Beaubien Stories
Send us cool stories in your emails.
Josie has wonderful Candy Store memories to share.
Phil Guske - Class of '66
The following newsletter "describes our work in Nepal as well as an opportunity to invest in the lives of orphans. If any of our classmates has a desire to know more about this type of work, they can contact me at the reunion or at my email: pwguske@pathfinderadvisory.com
Click Here for the newsletter. It requires Adobe Reader which you can get at Adobe.com. It's free.
Bill Wilson - Class of '66
Bill attended Wright Junior College until 1973 and then joined the Army. He includes two pictures from his military days, and the following story:

"While I went to college at Wright I ran into a guy that was picking up the sport of Skydiving. My very first time in a plane was to watch someone jump out of one. I got turn on with the sport and started as a student jumper in East Troy, Wisc.

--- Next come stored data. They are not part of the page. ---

//! Per-attempt cancellation and timeouts.
//!
//! Each attempt runs inside an [`AbortScope`], which folds the caller's
//! [`CancellationToken`] and the attempt's timeout into a single internal
//! signal. The scope reports which of the two fired, so the retry loop can
//! retry a timeout but never a caller cancellation.

use std::future::Future;
use std::time::Duration;

pub use tokio_util::sync::CancellationToken;

/// Why an attempt was aborted.
#[derive(Debug, Clone, Copy, PartialEq, Eq)]
pub enum AbortReason {
    /// The caller's token was cancelled.
    Caller,
    /// The attempt's timeout elapsed.
    Timeout,
}

/// Merges caller cancellation with a timeout for one attempt.
///
/// The caller listener and the timer only live inside [`AbortScope::run`],
/// so both are released whichever way the attempt settles.
///
/// # Examples
///
/// ```
/// use reviewfetch::cancel::{AbortReason, AbortScope, CancellationToken};
/// use std::time::Duration;
///
/// # #[tokio::main(flavor = "current_thread")]
/// # async fn main() {
/// let caller = CancellationToken::new();
/// caller.cancel();
///
/// let scope = AbortScope::new(Some(&caller), Duration::from_secs(5));
/// let outcome = scope.run(async { 42 }).await;
/// assert_eq!(outcome, Err(AbortReason::Caller));
/// assert!(scope.signal().is_cancelled());
/// # }
/// ```
#[derive(Debug)]
pub struct AbortScope {
    internal: CancellationToken,
    caller: Option<CancellationToken>,
    timeout: Duration,
}

impl AbortScope {
    /// Creates a scope for one attempt.
    pub fn new(caller: Option<&CancellationToken>, timeout: Duration) -> Self {
        Self {
            internal: CancellationToken::new(),
            caller: caller.cloned(),
            timeout,
        }
    }

    /// The merged signal; cancelled once either abort source fires.
    pub fn signal(&self) -> &CancellationToken {
        &self.internal
    }

    /// The timeout this scope enforces.
    pub fn timeout(&self) -> Duration {
        self.timeout
    }

    /// Drives `attempt` until it completes or an abort source fires.
    ///
    /// If the caller's token is already cancelled the attempt is never polled.
    pub async fn run<F: Future>(&self, attempt: F) -> Result<F::Output, AbortReason> {
        if self.caller.as_ref().is_some_and(|c| c.is_cancelled()) {
            self.internal.cancel();
            return Err(AbortReason::Caller);
        }

        let caller_cancelled = async {
            match &self.caller {
                Some(token) => token.cancelled().await,
                None => std::future::pending().await,
            }
        };

        let outcome = tokio::select! {
            biased;
            _ = caller_cancelled => Err(AbortReason::Caller),
            output = attempt => Ok(output),
            _ = tokio::time::sleep(self.timeout) => Err(AbortReason::Timeout),
        };

        if let Err(reason) = outcome {
            tracing::debug!(reason = ?reason, timeout_ms = self.timeout.as_millis(), "Attempt aborted");
            self.internal.cancel();
        }
        outcome
    }
}

/// Sleeps for `delay` unless `caller` is cancelled first.
///
/// Returns `Err(AbortReason::Caller)` on cancellation.
pub async fn sleep_unless_cancelled(
    delay: Duration,
    caller: Option<&CancellationToken>,
) -> Result<(), AbortReason> {
    match caller {
        Some(token) => tokio::select! {
            biased;
            _ = token.cancelled() => Err(AbortReason::Caller),
            _ = tokio::time::sleep(delay) => Ok(()),
        },
        None => {
            tokio::time::sleep(delay).await;
            Ok(())
        }
    }
}
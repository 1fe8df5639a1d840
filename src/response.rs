//! Response wrapper that keeps the parsed data together with transfer details.

use http::{HeaderMap, StatusCode};
use std::time::Duration;
use url::Url;

/// A successful response.
///
/// `T` is the decoded body. Entry points yield `Response<Option<T>>`, where
/// `None` means there was no content (`204` or [`ParseMode::None`](crate::ParseMode::None)).
///
/// # Examples
///
/// ```no_run
/// use reviewfetch::{Client, RequestOptions};
/// use serde::Deserialize;
///
/// #[derive(Deserialize)]
/// struct Summary {
///     total: u64,
/// }
///
/// # async fn example() -> Result<(), reviewfetch::Error> {
/// let client = Client::builder()
///     .base_url("https://api.example.com")?
///     .build()?;
///
/// let response = client.get::<Summary>("/reviews/summary", RequestOptions::new()).await?;
///
/// if let Some(summary) = &response.data {
///     println!("{} reviews", summary.total);
/// }
/// println!("Request took {:?} over {} attempt(s)", response.latency, response.attempts);
/// # Ok(())
/// # }
/// ```
#[derive(Debug, Clone)]
pub struct Response<T> {
    /// The decoded response data.
    pub data: T,

    /// The HTTP status code of the response.
    pub status: StatusCode,

    /// The response headers.
    pub headers: HeaderMap,

    /// The resolved request URL.
    pub url: Url,

    /// Time from the first attempt until the successful response was decoded,
    /// retry delays included.
    pub latency: Duration,

    /// The number of attempts made; `1` when the first try succeeded.
    pub attempts: usize,
}

impl<T> Response<T> {
    /// Creates a new `Response`.
    pub fn new(
        data: T,
        status: StatusCode,
        headers: HeaderMap,
        url: Url,
        latency: Duration,
        attempts: usize,
    ) -> Self {
        Self {
            data,
            status,
            headers,
            url,
            latency,
            attempts,
        }
    }

    /// Maps the response data, keeping the metadata.
    ///
    /// # Examples
    ///
    /// ```
    /// # use reviewfetch::Response;
    /// # use http::{HeaderMap, StatusCode};
    /// # use std::time::Duration;
    /// let response = Response::new(
    ///     42,
    ///     StatusCode::OK,
    ///     HeaderMap::new(),
    ///     "https://api.example.com/n".parse().unwrap(),
    ///     Duration::from_millis(100),
    ///     1,
    /// );
    ///
    /// let string_response = response.map(|n| n.to_string());
    /// assert_eq!(string_response.data, "42");
    /// ```
    pub fn map<U, F>(self, f: F) -> Response<U>
    where
        F: FnOnce(T) -> U,
    {
        Response {
            data: f(self.data),
            status: self.status,
            headers: self.headers,
            url: self.url,
            latency: self.latency,
            attempts: self.attempts,
        }
    }

    /// Like [`Response::map`], for conversions that can fail.
    pub fn try_map<U, E, F>(self, f: F) -> Result<Response<U>, E>
    where
        F: FnOnce(T) -> Result<U, E>,
    {
        Ok(Response {
            data: f(self.data)?,
            status: self.status,
            headers: self.headers,
            url: self.url,
            latency: self.latency,
            attempts: self.attempts,
        })
    }

    /// Returns `true` if the request needed more than one attempt.
    pub fn was_retried(&self) -> bool {
        self.attempts > 1
    }

    /// Returns a header value by name.
    ///
    /// # Examples
    ///
    /// ```
    /// # use reviewfetch::Response;
    /// # use http::{HeaderMap, HeaderValue, StatusCode};
    /// # use std::time::Duration;
    /// let mut headers = HeaderMap::new();
    /// headers.insert("content-type", HeaderValue::from_static("application/json"));
    ///
    /// let response = Response::new(
    ///     (),
    ///     StatusCode::OK,
    ///     headers,
    ///     "https://api.example.com/".parse().unwrap(),
    ///     Duration::from_millis(100),
    ///     1,
    /// );
    ///
    /// assert_eq!(response.header("content-type"), Some("application/json"));
    /// ```
    pub fn header(&self, name: &str) -> Option<&str> {
        self.headers.get(name)?.to_str().ok()
    }
}

impl<T> AsRef<T> for Response<T> {
    fn as_ref(&self) -> &T {
        &self.data
    }
}

impl<T> std::ops::Deref for Response<T> {
    type Target = T;

    fn deref(&self) -> &Self::Target {
        &self.data
    }
}
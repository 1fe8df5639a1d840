//! Example demonstrating error handling.
//!
//! This example shows how to:
//! - Tell HTTP, decode, timeout and network failures apart
//! - Read the message, parsed body and headers of an HTTP error
//! - Check whether an error would be retried
//!
//! Run with: `cargo run --example error_handling`

use reviewfetch::{Client, Error, Payload, RequestOptions};
use serde::Deserialize;
use std::time::Duration;

#[derive(Debug, Deserialize)]
#[allow(dead_code)]
struct Post {
    id: u32,
    title: String,
}

#[tokio::main]
async fn main() -> Result<(), Box<dyn std::error::Error>> {
    tracing_subscriber::fmt()
        .with_env_filter("reviewfetch=info")
        .init();

    let client = Client::builder()
        .base_url("https://jsonplaceholder.typicode.com")?
        .build()?;

    println!("=== Example 1: Handling HTTP Errors ===");
    match client.get::<Post>("/posts/999999", RequestOptions::new()).await {
        Ok(response) => println!("Success: {:?}", response.data),
        Err(Error::HttpError {
            message,
            status,
            body,
            url,
            headers,
        }) => {
            println!("HTTP Error!");
            println!("  URL: {}", url);
            println!("  Status: {}", status);
            println!("  Message: {}", message);
            println!("  Is client error (4xx): {}", status.is_client_error());
            println!("  Parsed body: {:?}", body);
            println!("  Content-Type: {:?}", headers.get("content-type"));
        }
        Err(e) => println!("Other error: {}", e),
    }
    println!();

    println!("=== Example 2: Handling Decode Errors ===");
    #[derive(Deserialize)]
    #[allow(dead_code)]
    struct WrongSchema {
        nonexistent_field: String,
    }

    match client.get::<WrongSchema>("/posts/1", RequestOptions::new()).await {
        Ok(_) => println!("Unexpected success"),
        Err(Error::Decode {
            mode,
            status,
            message,
        }) => {
            println!("Decode Failed!");
            println!("  Mode: {}", mode);
            println!("  Status: {}", status);
            println!("  Reason: {}", message);
        }
        Err(e) => println!("Other error: {}", e),
    }
    println!();

    println!("=== Example 3: Handling Timeouts ===");
    let options = RequestOptions::new().timeout(Duration::from_millis(1));
    match client.send("/posts", options).await {
        Ok(_) => println!("Unexpectedly fast"),
        Err(e @ Error::Timeout(_)) => {
            println!("{}", e);
            println!("  Is retryable: {}", e.is_retryable());
        }
        Err(e) => println!("Other error: {}", e),
    }
    println!();

    println!("=== Example 4: Handling Network Errors ===");
    let bad_client = Client::builder()
        .base_url("https://this-domain-does-not-exist-12345.com")?
        .build()?;

    match bad_client.send("/", RequestOptions::new()).await {
        Ok(_) => println!("Unexpected success"),
        Err(Error::Network(e)) => {
            println!("Network Error!");
            println!("  Error: {}", e);
            println!("  Is connect error: {}", e.is_connect());
        }
        Err(e) => println!("Other error: {}", e),
    }
    println!();

    println!("=== Example 5: Using Error Methods ===");
    if let Err(e) = client.send("/posts/999999", RequestOptions::new()).await {
        println!("Error occurred: {}", e);

        if e.is_retryable() {
            println!("  This error is retryable (408, 429, 5xx, timeout or network issue)");
        } else {
            println!("  This error is NOT retryable");
        }

        if let Some(status) = e.status() {
            println!("  HTTP status: {}", status);
        }
        if let Some(url) = e.url() {
            println!("  URL: {}", url);
        }
        if let Some(Payload::Json(body)) = e.body() {
            println!("  JSON body: {}", body);
        }
    }

    Ok(())
}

Every year around the month of August, Chicago sponsors one of the biggest Air Shows in the country and that is the Air & Water Show. It was started by an employee of the Chicago Park District back in 1959 and today it is still "BIG" business for the City of Chicago. One of the performers that still performs today is The Army Parachute Team "The Golden Knights" This team is the elite of the parachute world and I was fortunate enough while in the service and stationed at Fort Bragg, N.C. to try out for the team in 1975 and I made it. I am enclosing an attachment of my "Hero Shot" as a former Golden Knight and a shot of me while on the team at the Chicago Air & Water Show in 1976. I served on the team from 1976 and 1977. By far one of my greatest accomplishments as a young man along with becoming an Eagle Scout in 1969.

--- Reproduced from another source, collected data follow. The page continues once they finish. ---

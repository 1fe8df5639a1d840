//! Example demonstrating timeouts and caller cancellation.
//!
//! This example shows how to:
//! - Bound each attempt with a timeout
//! - Cancel an in-flight request from another task
//! - Tell a timeout apart from a cancellation
//!
//! Run with: `cargo run --example cancellation`

use reviewfetch::{CancellationToken, Client, Error, RequestOptions};
use std::time::{Duration, Instant};

#[tokio::main]
async fn main() -> Result<(), Error> {
    tracing_subscriber::fmt()
        .with_env_filter("reviewfetch=debug,cancellation=info")
        .init();

    let client = Client::builder()
        .base_url("https://httpbin.org")?
        .timeout(Duration::from_secs(2))
        .max_retries(1)
        .build()?;

    println!("=== Example 1: Timeout ===");
    let start = Instant::now();
    match client.send("/delay/5", RequestOptions::new()).await {
        Ok(_) => println!("Unexpected success"),
        Err(Error::Timeout(after)) => {
            println!("Each attempt timed out after {:?}", after);
            println!("Total time including one retry: {:?}", start.elapsed());
        }
        Err(e) => println!("Other error: {}", e),
    }
    println!();

    println!("=== Example 2: Cancelling from another task ===");
    let token = CancellationToken::new();
    let canceller = token.clone();
    tokio::spawn(async move {
        tokio::time::sleep(Duration::from_millis(500)).await;
        println!("Cancelling...");
        canceller.cancel();
    });

    let start = Instant::now();
    let options = RequestOptions::new().signal(token).timeout(Duration::from_secs(10));
    match client.send("/delay/5", options).await {
        Ok(_) => println!("Unexpected success"),
        Err(e) if e.is_cancelled() => {
            println!("Cancelled after {:?}, no retry attempted", start.elapsed());
        }
        Err(e) => println!("Other error: {}", e),
    }
    println!();

    println!("=== Example 3: Already-cancelled token ===");
    let token = CancellationToken::new();
    token.cancel();
    match client.send("/get", RequestOptions::new().signal(token)).await {
        Ok(_) => println!("Unexpected success"),
        Err(e) => println!("Failed immediately: {}", e),
    }

    Ok(())
}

While stationed at Fort Bragg, N.C., I ran into Phil Guske (Class of 66) who had gone to Lane Tech and was involved with ROTC. I have known Phil Guske since first grade with Mrs. Goodman as the teacher at Beaubien if anyone can remember that far back. Phil had to join the Army as one of his requirements and was an officer (Captain). Being on the Golden Knights made Phil excited but he wasn't excited when he had to play war games and I had the tough job of traveling the country and jumping into Air Shows."
Sincerely,
Bill Wilson
Class of 66
Beaubien Story from Phil Guske (‘66)
I had the opportunity to serve as a “projector boy” while a student in Mrs. Schertler’s 7th grade class (room 301). Our job was to set up and operate the projectors for all the teachers in the school. Part of an “unspoken privilege” was the ability to roam the building at will. As I recall, Arty Holm, John Garrity and I had plenty of adventures down in the basement. In several rooms we discovered all kinds of woodworking benches, shop tools and drafting tables. We never understood what all that old equipment was doing there. Several years after my father, Fred Guske, passed away I was looking through some of his old Lane Tech Preps( magazines published through the print shops at Lane, dad was a graduate of class of 1937) and ran across an interesting column in a March 1936 Prep. Evidently Beaubien was one of two elementary schools that served as a branch for Lane (the other school was Stockton). The article states that the Beaubien Branch “occupies most of the third floor, two or three rooms on the second floor, and two well equipped woodshops in the basement.” It also describes “a basketball court, four climbing ladders, exercising rings, and ten shinny poles. The mechanical drawing room being in 307 and a total enrollment of 241 boys.” This solved the mystery from years earlier and I couldn’t believe all that great stuff was still there. By the way, I still remember Miss Jackson helping us overcome(?) our fear of heights by making us shimmy up those cold, hard steel poles. I’m looking forward to greeting all our classmates, especially Bill Wilson (we served together while in the Army at Ft. Bragg,NC) and Ken Panczyk who imparted to all of us a great deal of encouragement and confidence.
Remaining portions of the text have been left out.